» **Problem to work on**: Output, please, exactly those lines of the listing that come before the line with "pub enum DenseModel", along with that line itself.

» **Given entries**:
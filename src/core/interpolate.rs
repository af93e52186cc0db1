//! Interpolation trait and the per-step interpolator handed to step handlers.

use serde::{Deserialize, Serialize};

use crate::Float;

/// Trait for interpolating the solution.
///
/// Queries outside the covered range extrapolate; accuracy is only
/// guaranteed inside it.
pub trait Interpolate {
    /// Interpolate the solution at time `t` into `y`.
    fn interpolate(&self, t: Float, y: &mut [Float]);

    /// Interpolate the solution derivative at time `t` into `dydt`.
    fn interpolate_derivative(&self, t: Float, dydt: &mut [Float]);
}

/// Dense output data attached to one step.
#[derive(Clone, Debug, PartialEq, Serialize, Deserialize)]
pub enum DenseModel {
    /// No dense output was built: straight line between the step ends.
    Linear,
    /// Cubic Hermite through the step ends and their derivatives.
    Hermite { f0: Vec<Float>, f1: Vec<Float> },
    /// Dormand–Prince continuous extension with `rows` coefficient vectors
    /// stored row-major: `y = c0 + θ(c1 + (1-θ)(c2 + θ(c3 + ...)))` with
    /// `θ = (t - t_start) / h`.
    DormandPrince {
        t_start: Float,
        h: Float,
        rows: usize,
        cont: Vec<Float>,
    },
    /// Nordsieck vector `[y, h y', h²/2 y'', ...]` expanded at `reference_time`.
    Nordsieck {
        reference_time: Float,
        scaling_h: Float,
        reference_state: Vec<Float>,
        scaled: Vec<Float>,
        rows: Vec<Vec<Float>>,
    },
}

/// Interpolator for one accepted step.
///
/// The global bounds delimit the step as computed by the integrator; the
/// soft bounds delimit the part of it currently reported (they only differ
/// when events split a step). Querying exactly at a bound returns the stored
/// boundary state bit for bit.
#[derive(Clone, Debug, PartialEq, Serialize, Deserialize)]
pub struct StepInterpolator {
    forward: bool,
    global_previous_time: Float,
    global_current_time: Float,
    global_previous_state: Vec<Float>,
    global_current_state: Vec<Float>,
    previous_time: Float,
    current_time: Float,
    previous_state: Vec<Float>,
    current_state: Vec<Float>,
    dense: DenseModel,
}

impl StepInterpolator {
    /// Zero-length interpolator sitting at `(t0, y0)`.
    pub(crate) fn new(t0: Float, y0: &[Float], forward: bool) -> Self {
        Self {
            forward,
            global_previous_time: t0,
            global_current_time: t0,
            global_previous_state: y0.to_vec(),
            global_current_state: y0.to_vec(),
            previous_time: t0,
            current_time: t0,
            previous_state: y0.to_vec(),
            current_state: y0.to_vec(),
            dense: DenseModel::Linear,
        }
    }

    /// Start of the reported (soft) interval.
    pub fn previous_time(&self) -> Float {
        self.previous_time
    }

    /// End of the reported (soft) interval.
    pub fn current_time(&self) -> Float {
        self.current_time
    }

    pub fn global_previous_time(&self) -> Float {
        self.global_previous_time
    }

    pub fn global_current_time(&self) -> Float {
        self.global_current_time
    }

    /// State at [`Self::previous_time`].
    pub fn previous_state(&self) -> &[Float] {
        &self.previous_state
    }

    /// State at [`Self::current_time`].
    pub fn current_state(&self) -> &[Float] {
        &self.current_state
    }

    pub fn is_forward(&self) -> bool {
        self.forward
    }

    pub fn dimension(&self) -> usize {
        self.current_state.len()
    }

    pub fn dense_model(&self) -> &DenseModel {
        &self.dense
    }

    /// Rebase so the last stored end becomes the start of the next step.
    /// Reuses the existing buffers.
    pub(crate) fn shift(&mut self) {
        self.global_previous_time = self.global_current_time;
        self.global_previous_state
            .copy_from_slice(&self.global_current_state);
        self.previous_time = self.global_previous_time;
        self.previous_state.copy_from_slice(&self.global_previous_state);
    }

    /// Record the raw end of the step and reset the soft bounds to it.
    pub(crate) fn store(&mut self, t: Float, y: &[Float]) {
        self.global_current_time = t;
        self.global_current_state.copy_from_slice(y);
        self.previous_time = self.global_previous_time;
        self.current_time = t;
        self.previous_state.copy_from_slice(&self.global_previous_state);
        self.current_state.copy_from_slice(y);
    }

    /// Rebase the whole interpolator at `(t, y)`, dropping dense data. Used
    /// when integration restarts after a reset.
    pub(crate) fn reinitialize(&mut self, t: Float, y: &[Float]) {
        self.global_current_time = t;
        self.global_current_state.copy_from_slice(y);
        self.shift();
        self.current_time = t;
        self.current_state.copy_from_slice(y);
        self.dense = DenseModel::Linear;
    }

    pub(crate) fn set_dense(&mut self, dense: DenseModel) {
        self.dense = dense;
    }

    /// Take back the coefficient buffer of a Dormand–Prince model so the next
    /// step can refill it without allocating.
    pub(crate) fn recycle(&mut self) -> Vec<Float> {
        match std::mem::replace(&mut self.dense, DenseModel::Linear) {
            DenseModel::DormandPrince { cont, .. } => cont,
            _ => Vec::new(),
        }
    }

    /// Restrict the reported interval to `[from, to]` inside the global step.
    pub(crate) fn restrict(&mut self, from: Float, to: Float) {
        let mut start = std::mem::take(&mut self.previous_state);
        let mut end = std::mem::take(&mut self.current_state);
        self.raw_state(from, &mut start);
        self.raw_state(to, &mut end);
        self.previous_state = start;
        self.current_state = end;
        self.previous_time = from;
        self.current_time = to;
    }

    fn raw_state(&self, t: Float, y: &mut [Float]) {
        if t == self.global_current_time {
            y.copy_from_slice(&self.global_current_state);
            return;
        }
        if t == self.global_previous_time {
            y.copy_from_slice(&self.global_previous_state);
            return;
        }
        match &self.dense {
            DenseModel::Linear => {
                let span = self.global_current_time - self.global_previous_time;
                let theta = if span == 0.0 {
                    1.0
                } else {
                    (t - self.global_previous_time) / span
                };
                for (i, yi) in y.iter_mut().enumerate() {
                    let y0 = self.global_previous_state[i];
                    *yi = y0 + theta * (self.global_current_state[i] - y0);
                }
            }
            DenseModel::Hermite { f0, f1 } => {
                let h = self.global_current_time - self.global_previous_time;
                let s = (t - self.global_previous_time) / h;
                let s2 = s * s;
                let s3 = s2 * s;
                let h00 = 2.0 * s3 - 3.0 * s2 + 1.0;
                let h10 = s3 - 2.0 * s2 + s;
                let h01 = -2.0 * s3 + 3.0 * s2;
                let h11 = s3 - s2;
                for (i, yi) in y.iter_mut().enumerate() {
                    *yi = h00 * self.global_previous_state[i]
                        + h10 * h * f0[i]
                        + h01 * self.global_current_state[i]
                        + h11 * h * f1[i];
                }
            }
            DenseModel::DormandPrince {
                t_start,
                h,
                rows,
                cont,
            } => {
                let n = y.len();
                let theta = (t - t_start) / h;
                for (i, yi) in y.iter_mut().enumerate() {
                    *yi = alternating_horner(cont, n, *rows, theta, i).0;
                }
            }
            DenseModel::Nordsieck {
                reference_time,
                scaling_h,
                reference_state,
                scaled,
                rows,
            } => {
                let s = (t - reference_time) / scaling_h;
                for (i, yi) in y.iter_mut().enumerate() {
                    let mut variation = 0.0;
                    for row in rows.iter().rev() {
                        variation = (variation + row[i]) * s;
                    }
                    *yi = reference_state[i] + (variation + scaled[i]) * s;
                }
            }
        }
    }
}

impl Interpolate for StepInterpolator {
    fn interpolate(&self, t: Float, y: &mut [Float]) {
        if t == self.current_time {
            y.copy_from_slice(&self.current_state);
        } else if t == self.previous_time {
            y.copy_from_slice(&self.previous_state);
        } else {
            self.raw_state(t, y);
        }
    }

    fn interpolate_derivative(&self, t: Float, dydt: &mut [Float]) {
        match &self.dense {
            DenseModel::Linear => {
                let span = self.global_current_time - self.global_previous_time;
                for (i, di) in dydt.iter_mut().enumerate() {
                    *di = if span == 0.0 {
                        0.0
                    } else {
                        (self.global_current_state[i] - self.global_previous_state[i]) / span
                    };
                }
            }
            DenseModel::Hermite { f0, f1 } => {
                let h = self.global_current_time - self.global_previous_time;
                let s = (t - self.global_previous_time) / h;
                let s2 = s * s;
                let d00 = 6.0 * s2 - 6.0 * s;
                let d10 = 3.0 * s2 - 4.0 * s + 1.0;
                let d11 = 3.0 * s2 - 2.0 * s;
                for (i, di) in dydt.iter_mut().enumerate() {
                    let dy = self.global_current_state[i] - self.global_previous_state[i];
                    *di = (-d00 * dy) / h + d10 * f0[i] + d11 * f1[i];
                }
            }
            DenseModel::DormandPrince {
                t_start,
                h,
                rows,
                cont,
            } => {
                let n = dydt.len();
                let theta = (t - t_start) / h;
                for (i, di) in dydt.iter_mut().enumerate() {
                    *di = alternating_horner(cont, n, *rows, theta, i).1 / h;
                }
            }
            DenseModel::Nordsieck {
                reference_time,
                scaling_h,
                scaled,
                rows,
                ..
            } => {
                let s = (t - reference_time) / scaling_h;
                for (i, di) in dydt.iter_mut().enumerate() {
                    let mut variation = 0.0;
                    for (j, row) in rows.iter().enumerate().rev() {
                        variation = variation * s + (j + 2) as Float * row[i];
                    }
                    *di = (scaled[i] + variation * s) / scaling_h;
                }
            }
        }
    }
}

/// Evaluate `c0 + θ(c1 + (1-θ)(c2 + θ(c3 + ...)))` and its θ-derivative for
/// component `i`.
fn alternating_horner(cont: &[Float], n: usize, rows: usize, theta: Float, i: usize) -> (Float, Float) {
    let theta1 = 1.0 - theta;
    let mut value = cont[(rows - 1) * n + i];
    let mut slope = 0.0;
    for k in (0..rows - 1).rev() {
        let (factor, dfactor) = if k % 2 == 0 { (theta, 1.0) } else { (theta1, -1.0) };
        slope = dfactor * value + factor * slope;
        value = cont[k * n + i] + factor * value;
    }
    (value, slope)
}

#[cfg(test)]
mod tests {
    use super::*;
    use approx::assert_relative_eq;

    fn cubic_step() -> StepInterpolator {
        // y = t^3 on [1, 2], exact Hermite data
        let mut interp = StepInterpolator::new(1.0, &[1.0], true);
        interp.store(2.0, &[8.0]);
        interp.set_dense(DenseModel::Hermite {
            f0: vec![3.0],
            f1: vec![12.0],
        });
        interp
    }

    #[test]
    fn hermite_reproduces_cubic() {
        let interp = cubic_step();
        let mut y = [0.0];
        let mut dy = [0.0];
        for t in [1.1, 1.5, 1.9, 2.5] {
            interp.interpolate(t, &mut y);
            interp.interpolate_derivative(t, &mut dy);
            assert_relative_eq!(y[0], t * t * t, max_relative = 1e-13);
            assert_relative_eq!(dy[0], 3.0 * t * t, max_relative = 1e-13);
        }
    }

    #[test]
    fn restrict_keeps_boundary_identity() {
        let mut interp = cubic_step();
        interp.restrict(1.25, 2.0);
        let mut y = [0.0];
        interp.interpolate(2.0, &mut y);
        assert_eq!(y[0], 8.0);
        interp.interpolate(1.25, &mut y);
        assert_eq!(y[0], interp.previous_state()[0]);
        assert_relative_eq!(y[0], 1.25f64.powi(3), max_relative = 1e-13);
    }

    #[test]
    fn nordsieck_matches_taylor_polynomial() {
        // y(t) = 1 + 2(t-1) + 3(t-1)^2 + 4(t-1)^3 expanded at t = 1 with h = 0.5
        let h = 0.5;
        let mut interp = StepInterpolator::new(0.5, &[1.0 - 1.0 + 0.75 - 0.5], true);
        interp.store(1.0, &[1.0]);
        interp.set_dense(DenseModel::Nordsieck {
            reference_time: 1.0,
            scaling_h: h,
            reference_state: vec![1.0],
            scaled: vec![2.0 * h],
            rows: vec![vec![3.0 * h * h], vec![4.0 * h * h * h]],
        });
        let exact = |t: Float| 1.0 + 2.0 * (t - 1.0) + 3.0 * (t - 1.0).powi(2) + 4.0 * (t - 1.0).powi(3);
        let slope = |t: Float| 2.0 + 6.0 * (t - 1.0) + 12.0 * (t - 1.0).powi(2);
        let mut y = [0.0];
        let mut dy = [0.0];
        for t in [0.6, 0.75, 0.9] {
            interp.interpolate(t, &mut y);
            interp.interpolate_derivative(t, &mut dy);
            assert_relative_eq!(y[0], exact(t), max_relative = 1e-13);
            assert_relative_eq!(dy[0], slope(t), max_relative = 1e-13);
        }
    }

    #[test]
    fn shift_rebases_without_reallocating() {
        let mut interp = cubic_step();
        let ptr = interp.global_previous_state.as_ptr();
        interp.shift();
        assert_eq!(interp.global_previous_time(), 2.0);
        assert_eq!(interp.previous_state(), &[8.0]);
        assert_eq!(ptr, interp.global_previous_state.as_ptr());
    }

    #[test]
    fn alternating_horner_slope_matches_finite_difference() {
        let cont = [0.3, -1.2, 0.7, 2.0, -0.4];
        let (v0, d0) = alternating_horner(&cont, 1, 5, 0.37, 0);
        let eps = 1e-6;
        let (vp, _) = alternating_horner(&cont, 1, 5, 0.37 + eps, 0);
        let (vm, _) = alternating_horner(&cont, 1, 5, 0.37 - eps, 0);
        assert_relative_eq!(d0, (vp - vm) / (2.0 * eps), max_relative = 1e-8);
        assert!(v0.is_finite());
    }
}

» **Task result**:
filename src/core/interpolate.rs
repository af93e52186cc0db1
//! Interpolation trait and the per-step interpolator handed to step handlers.

use serde::{Deserialize, Serialize};

use crate::Float;

/// Trait for interpolating the solution.
///
/// Queries outside the covered range extrapolate; accuracy is only
/// guaranteed inside it.
pub trait Interpolate {
    /// Interpolate the solution at time `t` into `y`.
    fn interpolate(&self, t: Float, y: &mut [Float]);

    /// Interpolate the solution derivative at time `t` into `dydt`.
    fn interpolate_derivative(&self, t: Float, dydt: &mut [Float]);
}

/// Dense output data attached to one step.
#[derive(Clone, Debug, PartialEq, Serialize, Deserialize)]
pub enum DenseModel {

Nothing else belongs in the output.